Extracted data:
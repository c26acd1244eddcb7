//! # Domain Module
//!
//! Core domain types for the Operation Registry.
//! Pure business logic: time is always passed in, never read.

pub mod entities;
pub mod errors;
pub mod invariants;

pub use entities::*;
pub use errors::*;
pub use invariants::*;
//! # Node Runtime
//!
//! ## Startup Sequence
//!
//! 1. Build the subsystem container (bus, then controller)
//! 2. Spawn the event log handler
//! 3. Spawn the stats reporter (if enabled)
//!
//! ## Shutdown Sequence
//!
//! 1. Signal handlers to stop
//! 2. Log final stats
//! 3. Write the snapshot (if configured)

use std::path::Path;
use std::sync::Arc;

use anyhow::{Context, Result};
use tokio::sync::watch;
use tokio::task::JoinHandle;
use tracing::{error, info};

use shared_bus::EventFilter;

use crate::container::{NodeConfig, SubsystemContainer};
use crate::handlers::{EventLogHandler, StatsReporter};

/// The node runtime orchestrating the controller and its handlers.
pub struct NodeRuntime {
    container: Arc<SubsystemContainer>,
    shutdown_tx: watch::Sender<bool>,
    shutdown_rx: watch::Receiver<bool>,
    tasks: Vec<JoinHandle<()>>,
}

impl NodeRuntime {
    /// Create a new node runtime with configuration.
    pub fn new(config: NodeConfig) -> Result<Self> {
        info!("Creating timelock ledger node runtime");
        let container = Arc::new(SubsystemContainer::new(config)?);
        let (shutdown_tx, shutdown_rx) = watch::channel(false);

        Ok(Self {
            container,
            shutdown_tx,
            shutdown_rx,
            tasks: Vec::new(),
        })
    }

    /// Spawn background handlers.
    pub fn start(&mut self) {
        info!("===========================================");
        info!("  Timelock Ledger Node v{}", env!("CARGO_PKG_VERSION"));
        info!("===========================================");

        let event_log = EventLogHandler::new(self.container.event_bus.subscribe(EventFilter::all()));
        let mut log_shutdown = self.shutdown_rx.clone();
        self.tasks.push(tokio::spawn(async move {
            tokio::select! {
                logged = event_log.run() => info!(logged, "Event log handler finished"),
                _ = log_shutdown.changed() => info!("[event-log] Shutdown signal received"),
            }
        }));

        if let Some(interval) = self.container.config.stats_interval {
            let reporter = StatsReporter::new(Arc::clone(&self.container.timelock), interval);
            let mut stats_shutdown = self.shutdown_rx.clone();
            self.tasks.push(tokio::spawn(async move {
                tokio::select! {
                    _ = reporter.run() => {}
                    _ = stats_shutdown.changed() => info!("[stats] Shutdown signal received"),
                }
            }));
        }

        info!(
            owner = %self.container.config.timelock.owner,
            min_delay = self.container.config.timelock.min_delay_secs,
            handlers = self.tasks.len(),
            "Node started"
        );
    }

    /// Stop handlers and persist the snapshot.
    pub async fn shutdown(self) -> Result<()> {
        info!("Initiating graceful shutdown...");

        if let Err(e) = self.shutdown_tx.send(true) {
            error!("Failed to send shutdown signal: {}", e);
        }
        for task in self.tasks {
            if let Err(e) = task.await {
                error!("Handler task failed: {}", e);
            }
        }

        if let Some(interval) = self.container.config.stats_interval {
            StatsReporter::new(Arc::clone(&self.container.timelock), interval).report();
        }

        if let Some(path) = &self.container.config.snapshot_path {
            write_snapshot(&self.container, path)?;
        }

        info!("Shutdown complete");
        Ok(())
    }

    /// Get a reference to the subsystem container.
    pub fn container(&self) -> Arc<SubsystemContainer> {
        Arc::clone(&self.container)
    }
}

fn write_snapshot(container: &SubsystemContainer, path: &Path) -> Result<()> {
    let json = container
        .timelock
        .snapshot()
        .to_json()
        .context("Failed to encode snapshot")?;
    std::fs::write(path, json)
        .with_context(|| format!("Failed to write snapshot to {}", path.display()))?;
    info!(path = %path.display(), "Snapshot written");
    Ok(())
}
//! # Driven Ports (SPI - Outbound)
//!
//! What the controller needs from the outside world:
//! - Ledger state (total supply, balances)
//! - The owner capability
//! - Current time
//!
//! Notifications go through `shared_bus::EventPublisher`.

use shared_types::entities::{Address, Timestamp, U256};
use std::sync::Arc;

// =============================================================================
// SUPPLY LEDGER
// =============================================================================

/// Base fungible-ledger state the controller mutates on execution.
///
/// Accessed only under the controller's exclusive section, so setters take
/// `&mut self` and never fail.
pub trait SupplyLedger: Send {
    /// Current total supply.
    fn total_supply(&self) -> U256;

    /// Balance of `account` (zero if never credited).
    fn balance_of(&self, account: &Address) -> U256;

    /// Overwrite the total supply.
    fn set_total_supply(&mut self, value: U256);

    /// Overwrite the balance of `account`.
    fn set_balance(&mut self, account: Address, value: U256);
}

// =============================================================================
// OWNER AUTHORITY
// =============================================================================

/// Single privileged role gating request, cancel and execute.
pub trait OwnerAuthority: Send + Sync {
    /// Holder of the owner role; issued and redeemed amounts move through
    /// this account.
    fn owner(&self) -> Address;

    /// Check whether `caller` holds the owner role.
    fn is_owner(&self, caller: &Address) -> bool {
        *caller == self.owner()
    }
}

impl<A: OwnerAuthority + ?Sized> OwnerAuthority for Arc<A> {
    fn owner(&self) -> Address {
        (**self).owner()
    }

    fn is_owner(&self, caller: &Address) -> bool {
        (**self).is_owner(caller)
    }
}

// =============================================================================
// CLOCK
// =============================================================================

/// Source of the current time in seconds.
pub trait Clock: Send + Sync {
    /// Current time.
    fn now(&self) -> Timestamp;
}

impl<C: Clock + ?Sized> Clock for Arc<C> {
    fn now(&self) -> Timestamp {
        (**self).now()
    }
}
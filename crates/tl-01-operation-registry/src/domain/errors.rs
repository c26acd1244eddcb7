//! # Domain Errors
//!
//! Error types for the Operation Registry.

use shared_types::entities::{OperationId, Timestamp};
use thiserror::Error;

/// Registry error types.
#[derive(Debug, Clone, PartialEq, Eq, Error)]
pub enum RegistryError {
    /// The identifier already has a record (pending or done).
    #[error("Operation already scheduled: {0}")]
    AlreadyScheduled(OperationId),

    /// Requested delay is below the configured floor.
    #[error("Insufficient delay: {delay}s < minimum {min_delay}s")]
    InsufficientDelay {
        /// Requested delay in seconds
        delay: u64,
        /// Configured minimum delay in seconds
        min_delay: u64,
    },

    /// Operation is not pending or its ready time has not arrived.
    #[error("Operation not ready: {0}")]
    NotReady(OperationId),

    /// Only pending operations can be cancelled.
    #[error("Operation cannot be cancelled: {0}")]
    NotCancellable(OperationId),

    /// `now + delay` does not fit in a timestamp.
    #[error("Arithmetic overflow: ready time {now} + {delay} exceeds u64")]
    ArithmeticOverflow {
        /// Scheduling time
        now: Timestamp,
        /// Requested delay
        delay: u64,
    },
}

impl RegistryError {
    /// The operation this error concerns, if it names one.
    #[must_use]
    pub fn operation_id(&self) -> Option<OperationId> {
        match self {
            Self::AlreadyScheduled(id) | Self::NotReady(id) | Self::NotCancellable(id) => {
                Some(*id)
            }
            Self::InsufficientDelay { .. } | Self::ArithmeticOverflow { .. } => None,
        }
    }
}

==

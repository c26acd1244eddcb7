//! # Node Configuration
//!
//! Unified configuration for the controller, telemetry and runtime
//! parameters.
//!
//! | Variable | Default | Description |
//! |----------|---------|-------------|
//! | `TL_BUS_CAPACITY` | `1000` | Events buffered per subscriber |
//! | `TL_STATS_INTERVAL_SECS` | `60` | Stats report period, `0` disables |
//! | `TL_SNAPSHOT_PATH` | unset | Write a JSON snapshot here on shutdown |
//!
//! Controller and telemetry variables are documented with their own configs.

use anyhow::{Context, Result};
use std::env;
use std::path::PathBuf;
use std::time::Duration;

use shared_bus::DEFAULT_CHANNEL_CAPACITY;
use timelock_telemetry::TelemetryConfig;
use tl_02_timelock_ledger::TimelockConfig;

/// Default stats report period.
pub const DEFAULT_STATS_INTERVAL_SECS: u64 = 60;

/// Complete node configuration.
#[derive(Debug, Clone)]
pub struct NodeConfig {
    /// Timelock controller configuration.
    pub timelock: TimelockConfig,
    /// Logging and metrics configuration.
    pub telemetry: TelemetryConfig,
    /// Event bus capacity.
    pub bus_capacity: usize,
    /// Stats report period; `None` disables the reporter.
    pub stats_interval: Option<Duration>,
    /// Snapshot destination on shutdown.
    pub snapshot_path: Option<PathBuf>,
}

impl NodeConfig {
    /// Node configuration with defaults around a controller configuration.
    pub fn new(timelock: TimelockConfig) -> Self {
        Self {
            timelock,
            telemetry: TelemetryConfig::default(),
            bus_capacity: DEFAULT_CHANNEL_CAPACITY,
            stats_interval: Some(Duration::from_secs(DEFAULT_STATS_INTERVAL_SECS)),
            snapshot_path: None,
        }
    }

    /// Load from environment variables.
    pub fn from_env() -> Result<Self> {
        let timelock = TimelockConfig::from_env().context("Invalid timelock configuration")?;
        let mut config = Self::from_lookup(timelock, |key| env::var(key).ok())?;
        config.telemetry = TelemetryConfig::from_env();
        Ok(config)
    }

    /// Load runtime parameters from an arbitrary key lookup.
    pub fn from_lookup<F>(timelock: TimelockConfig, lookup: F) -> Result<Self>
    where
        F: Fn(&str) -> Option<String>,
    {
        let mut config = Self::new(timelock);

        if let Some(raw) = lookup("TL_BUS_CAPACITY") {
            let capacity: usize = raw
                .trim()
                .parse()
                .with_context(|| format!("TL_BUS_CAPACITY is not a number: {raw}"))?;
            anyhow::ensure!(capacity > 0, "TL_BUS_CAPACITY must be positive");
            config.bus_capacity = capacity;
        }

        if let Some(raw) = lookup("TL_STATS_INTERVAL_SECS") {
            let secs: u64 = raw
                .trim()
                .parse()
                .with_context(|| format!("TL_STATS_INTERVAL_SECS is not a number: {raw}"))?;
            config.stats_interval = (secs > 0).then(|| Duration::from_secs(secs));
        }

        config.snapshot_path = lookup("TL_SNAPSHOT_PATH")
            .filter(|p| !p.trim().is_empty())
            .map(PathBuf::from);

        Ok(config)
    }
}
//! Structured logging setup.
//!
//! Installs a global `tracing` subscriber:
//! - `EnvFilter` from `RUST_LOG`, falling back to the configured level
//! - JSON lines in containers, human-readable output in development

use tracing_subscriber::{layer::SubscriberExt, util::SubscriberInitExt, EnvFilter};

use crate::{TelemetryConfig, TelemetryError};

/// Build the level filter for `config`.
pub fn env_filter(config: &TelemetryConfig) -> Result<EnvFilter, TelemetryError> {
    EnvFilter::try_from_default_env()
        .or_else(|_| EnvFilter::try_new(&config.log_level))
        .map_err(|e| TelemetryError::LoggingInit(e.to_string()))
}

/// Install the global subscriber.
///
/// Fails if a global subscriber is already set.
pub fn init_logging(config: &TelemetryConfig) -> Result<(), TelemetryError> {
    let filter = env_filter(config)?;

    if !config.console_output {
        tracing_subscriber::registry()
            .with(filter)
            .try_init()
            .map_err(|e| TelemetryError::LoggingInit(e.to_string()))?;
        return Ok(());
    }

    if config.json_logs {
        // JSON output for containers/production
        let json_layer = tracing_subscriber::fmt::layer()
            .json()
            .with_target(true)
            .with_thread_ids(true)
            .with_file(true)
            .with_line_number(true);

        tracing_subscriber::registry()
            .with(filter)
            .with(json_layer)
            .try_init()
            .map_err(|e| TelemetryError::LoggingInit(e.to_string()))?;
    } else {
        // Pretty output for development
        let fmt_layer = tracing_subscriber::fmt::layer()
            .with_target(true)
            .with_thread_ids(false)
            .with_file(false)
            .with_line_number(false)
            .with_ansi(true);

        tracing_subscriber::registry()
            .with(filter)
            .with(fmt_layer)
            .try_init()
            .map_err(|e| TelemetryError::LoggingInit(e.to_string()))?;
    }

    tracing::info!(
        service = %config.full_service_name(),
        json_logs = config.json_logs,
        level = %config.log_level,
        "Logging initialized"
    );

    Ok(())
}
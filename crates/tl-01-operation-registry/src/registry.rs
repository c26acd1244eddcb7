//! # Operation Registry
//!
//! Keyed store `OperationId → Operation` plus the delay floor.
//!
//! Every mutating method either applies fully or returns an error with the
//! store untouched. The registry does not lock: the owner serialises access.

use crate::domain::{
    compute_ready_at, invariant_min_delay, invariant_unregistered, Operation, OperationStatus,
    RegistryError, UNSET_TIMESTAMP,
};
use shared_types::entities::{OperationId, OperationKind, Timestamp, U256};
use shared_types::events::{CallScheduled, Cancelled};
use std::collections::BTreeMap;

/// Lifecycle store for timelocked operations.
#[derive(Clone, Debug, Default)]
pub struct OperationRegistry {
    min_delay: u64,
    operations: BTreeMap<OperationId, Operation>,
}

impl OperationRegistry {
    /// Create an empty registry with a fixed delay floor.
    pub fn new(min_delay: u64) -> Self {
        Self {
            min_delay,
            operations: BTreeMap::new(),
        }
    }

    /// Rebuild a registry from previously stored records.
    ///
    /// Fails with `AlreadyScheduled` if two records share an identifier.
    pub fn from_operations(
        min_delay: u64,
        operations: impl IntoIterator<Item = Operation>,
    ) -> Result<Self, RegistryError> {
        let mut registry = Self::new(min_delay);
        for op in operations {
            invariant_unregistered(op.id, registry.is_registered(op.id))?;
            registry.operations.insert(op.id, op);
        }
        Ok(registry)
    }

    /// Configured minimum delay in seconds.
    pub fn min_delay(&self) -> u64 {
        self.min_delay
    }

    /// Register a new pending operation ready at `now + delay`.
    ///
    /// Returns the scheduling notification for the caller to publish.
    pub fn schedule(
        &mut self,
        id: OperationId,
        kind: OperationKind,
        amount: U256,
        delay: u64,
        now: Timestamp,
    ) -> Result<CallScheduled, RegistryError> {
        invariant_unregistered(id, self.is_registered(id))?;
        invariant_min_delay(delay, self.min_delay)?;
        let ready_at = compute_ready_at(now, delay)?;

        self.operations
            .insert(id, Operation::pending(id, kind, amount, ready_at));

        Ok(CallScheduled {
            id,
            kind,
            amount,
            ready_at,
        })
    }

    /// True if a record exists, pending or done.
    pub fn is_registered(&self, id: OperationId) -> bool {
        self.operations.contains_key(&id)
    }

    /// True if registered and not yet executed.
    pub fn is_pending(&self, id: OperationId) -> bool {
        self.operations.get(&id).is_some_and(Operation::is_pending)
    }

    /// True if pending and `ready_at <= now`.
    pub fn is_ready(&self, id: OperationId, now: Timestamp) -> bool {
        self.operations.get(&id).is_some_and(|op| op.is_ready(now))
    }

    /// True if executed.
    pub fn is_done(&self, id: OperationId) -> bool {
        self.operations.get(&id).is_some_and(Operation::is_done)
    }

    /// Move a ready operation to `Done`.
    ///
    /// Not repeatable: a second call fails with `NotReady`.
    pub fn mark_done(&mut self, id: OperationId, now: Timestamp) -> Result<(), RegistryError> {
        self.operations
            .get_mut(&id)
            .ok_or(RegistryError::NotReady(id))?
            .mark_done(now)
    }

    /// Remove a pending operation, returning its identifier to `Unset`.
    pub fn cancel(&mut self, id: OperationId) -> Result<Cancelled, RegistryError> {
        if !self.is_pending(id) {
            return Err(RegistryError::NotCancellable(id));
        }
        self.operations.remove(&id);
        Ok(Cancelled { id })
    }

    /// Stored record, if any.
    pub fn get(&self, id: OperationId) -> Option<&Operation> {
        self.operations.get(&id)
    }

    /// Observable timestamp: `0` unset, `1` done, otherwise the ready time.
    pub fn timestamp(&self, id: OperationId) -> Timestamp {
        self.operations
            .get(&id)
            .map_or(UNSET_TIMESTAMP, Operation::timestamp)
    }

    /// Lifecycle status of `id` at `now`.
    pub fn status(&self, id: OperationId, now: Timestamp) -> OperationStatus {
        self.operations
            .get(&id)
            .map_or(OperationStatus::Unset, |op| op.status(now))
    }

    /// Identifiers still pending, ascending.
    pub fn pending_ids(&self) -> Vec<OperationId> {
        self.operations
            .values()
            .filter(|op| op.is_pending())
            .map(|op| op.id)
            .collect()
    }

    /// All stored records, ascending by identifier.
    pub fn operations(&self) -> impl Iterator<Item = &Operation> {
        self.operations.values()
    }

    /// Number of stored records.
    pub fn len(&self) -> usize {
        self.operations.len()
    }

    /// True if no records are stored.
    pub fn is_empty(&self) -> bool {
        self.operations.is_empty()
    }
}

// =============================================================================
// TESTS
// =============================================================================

==

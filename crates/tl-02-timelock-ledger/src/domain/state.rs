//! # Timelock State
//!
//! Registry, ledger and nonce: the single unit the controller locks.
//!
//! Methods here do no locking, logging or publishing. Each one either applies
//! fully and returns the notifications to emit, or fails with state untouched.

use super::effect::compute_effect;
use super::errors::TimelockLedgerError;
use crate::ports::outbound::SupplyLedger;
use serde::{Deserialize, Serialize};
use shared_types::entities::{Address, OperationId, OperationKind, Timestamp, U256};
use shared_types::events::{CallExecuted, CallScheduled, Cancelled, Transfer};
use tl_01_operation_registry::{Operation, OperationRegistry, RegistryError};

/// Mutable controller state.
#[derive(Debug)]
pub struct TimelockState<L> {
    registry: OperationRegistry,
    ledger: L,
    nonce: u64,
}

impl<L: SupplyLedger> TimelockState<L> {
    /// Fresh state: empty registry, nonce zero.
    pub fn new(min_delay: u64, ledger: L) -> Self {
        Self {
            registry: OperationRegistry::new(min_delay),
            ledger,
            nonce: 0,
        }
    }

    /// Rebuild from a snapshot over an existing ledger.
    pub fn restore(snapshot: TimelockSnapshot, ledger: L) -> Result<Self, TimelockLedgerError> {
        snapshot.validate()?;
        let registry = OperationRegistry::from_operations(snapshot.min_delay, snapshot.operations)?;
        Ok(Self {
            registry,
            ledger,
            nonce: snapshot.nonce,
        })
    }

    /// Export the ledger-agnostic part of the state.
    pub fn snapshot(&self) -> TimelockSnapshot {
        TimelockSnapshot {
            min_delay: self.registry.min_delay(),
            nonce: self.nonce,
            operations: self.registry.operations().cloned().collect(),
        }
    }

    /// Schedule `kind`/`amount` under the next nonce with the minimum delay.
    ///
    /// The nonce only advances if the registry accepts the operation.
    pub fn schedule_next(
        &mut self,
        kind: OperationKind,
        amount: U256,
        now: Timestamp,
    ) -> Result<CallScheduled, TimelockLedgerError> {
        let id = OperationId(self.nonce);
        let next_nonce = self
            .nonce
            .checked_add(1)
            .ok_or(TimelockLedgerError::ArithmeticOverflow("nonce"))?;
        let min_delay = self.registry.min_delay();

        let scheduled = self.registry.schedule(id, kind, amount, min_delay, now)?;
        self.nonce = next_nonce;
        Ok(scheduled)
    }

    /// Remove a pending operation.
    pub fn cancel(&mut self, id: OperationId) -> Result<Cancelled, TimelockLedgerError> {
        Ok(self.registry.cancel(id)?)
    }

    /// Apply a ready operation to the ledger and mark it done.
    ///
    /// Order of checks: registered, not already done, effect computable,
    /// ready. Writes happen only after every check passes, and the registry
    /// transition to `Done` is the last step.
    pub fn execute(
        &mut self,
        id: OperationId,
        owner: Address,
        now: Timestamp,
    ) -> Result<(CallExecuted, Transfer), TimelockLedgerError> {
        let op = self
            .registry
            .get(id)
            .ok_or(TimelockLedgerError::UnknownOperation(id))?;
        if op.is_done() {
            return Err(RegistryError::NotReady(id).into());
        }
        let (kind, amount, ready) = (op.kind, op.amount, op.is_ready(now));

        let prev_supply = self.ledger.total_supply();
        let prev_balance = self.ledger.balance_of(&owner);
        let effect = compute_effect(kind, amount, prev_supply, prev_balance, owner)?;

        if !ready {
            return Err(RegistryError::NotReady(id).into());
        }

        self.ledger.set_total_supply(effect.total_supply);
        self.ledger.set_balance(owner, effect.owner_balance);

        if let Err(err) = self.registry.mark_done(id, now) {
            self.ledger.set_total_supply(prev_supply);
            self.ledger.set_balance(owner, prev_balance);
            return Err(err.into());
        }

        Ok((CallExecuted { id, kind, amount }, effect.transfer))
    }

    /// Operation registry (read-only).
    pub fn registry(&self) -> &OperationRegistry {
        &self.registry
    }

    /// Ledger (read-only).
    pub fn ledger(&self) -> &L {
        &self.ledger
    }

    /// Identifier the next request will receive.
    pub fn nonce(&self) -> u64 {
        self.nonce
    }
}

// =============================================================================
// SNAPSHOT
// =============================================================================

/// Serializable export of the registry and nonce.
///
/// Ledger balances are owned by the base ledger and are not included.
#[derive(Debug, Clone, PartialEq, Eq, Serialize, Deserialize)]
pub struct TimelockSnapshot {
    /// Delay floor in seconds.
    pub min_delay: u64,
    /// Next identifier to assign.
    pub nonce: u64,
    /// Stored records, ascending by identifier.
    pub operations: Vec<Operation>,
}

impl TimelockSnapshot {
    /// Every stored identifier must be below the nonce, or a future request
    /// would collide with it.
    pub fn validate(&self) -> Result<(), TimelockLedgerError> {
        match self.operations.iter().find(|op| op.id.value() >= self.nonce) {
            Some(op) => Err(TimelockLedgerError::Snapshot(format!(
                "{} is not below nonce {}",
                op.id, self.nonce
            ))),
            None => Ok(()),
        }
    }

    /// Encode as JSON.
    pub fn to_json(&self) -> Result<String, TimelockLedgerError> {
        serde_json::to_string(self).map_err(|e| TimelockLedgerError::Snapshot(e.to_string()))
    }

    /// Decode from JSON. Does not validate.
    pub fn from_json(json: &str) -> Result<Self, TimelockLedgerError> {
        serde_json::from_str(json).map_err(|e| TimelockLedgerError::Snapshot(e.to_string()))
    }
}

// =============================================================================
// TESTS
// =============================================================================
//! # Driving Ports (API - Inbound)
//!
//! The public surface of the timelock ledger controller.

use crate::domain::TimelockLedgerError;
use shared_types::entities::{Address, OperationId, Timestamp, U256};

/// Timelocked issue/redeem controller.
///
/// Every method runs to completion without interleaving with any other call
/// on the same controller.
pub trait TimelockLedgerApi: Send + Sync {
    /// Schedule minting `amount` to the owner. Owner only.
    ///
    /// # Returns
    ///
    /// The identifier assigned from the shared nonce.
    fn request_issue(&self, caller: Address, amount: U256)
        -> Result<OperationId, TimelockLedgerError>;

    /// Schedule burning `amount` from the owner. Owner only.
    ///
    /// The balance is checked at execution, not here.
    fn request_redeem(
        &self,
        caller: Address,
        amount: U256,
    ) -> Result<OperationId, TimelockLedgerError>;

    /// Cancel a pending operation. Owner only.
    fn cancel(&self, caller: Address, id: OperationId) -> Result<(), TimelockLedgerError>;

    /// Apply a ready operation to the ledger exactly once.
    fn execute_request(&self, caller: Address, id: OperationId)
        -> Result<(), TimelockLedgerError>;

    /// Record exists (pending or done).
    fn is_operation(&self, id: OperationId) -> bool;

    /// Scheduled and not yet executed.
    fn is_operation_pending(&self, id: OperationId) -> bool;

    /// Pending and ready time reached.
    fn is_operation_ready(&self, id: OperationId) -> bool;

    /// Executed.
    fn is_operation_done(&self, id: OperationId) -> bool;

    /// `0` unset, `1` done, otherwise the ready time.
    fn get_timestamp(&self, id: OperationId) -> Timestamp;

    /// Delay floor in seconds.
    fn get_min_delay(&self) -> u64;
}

Problem details:
Every line of the material that holds the word "Load" must be found and copied.

Result of this exercise:
    /// Load from environment variables.
    /// Load runtime parameters from an arbitrary key lookup.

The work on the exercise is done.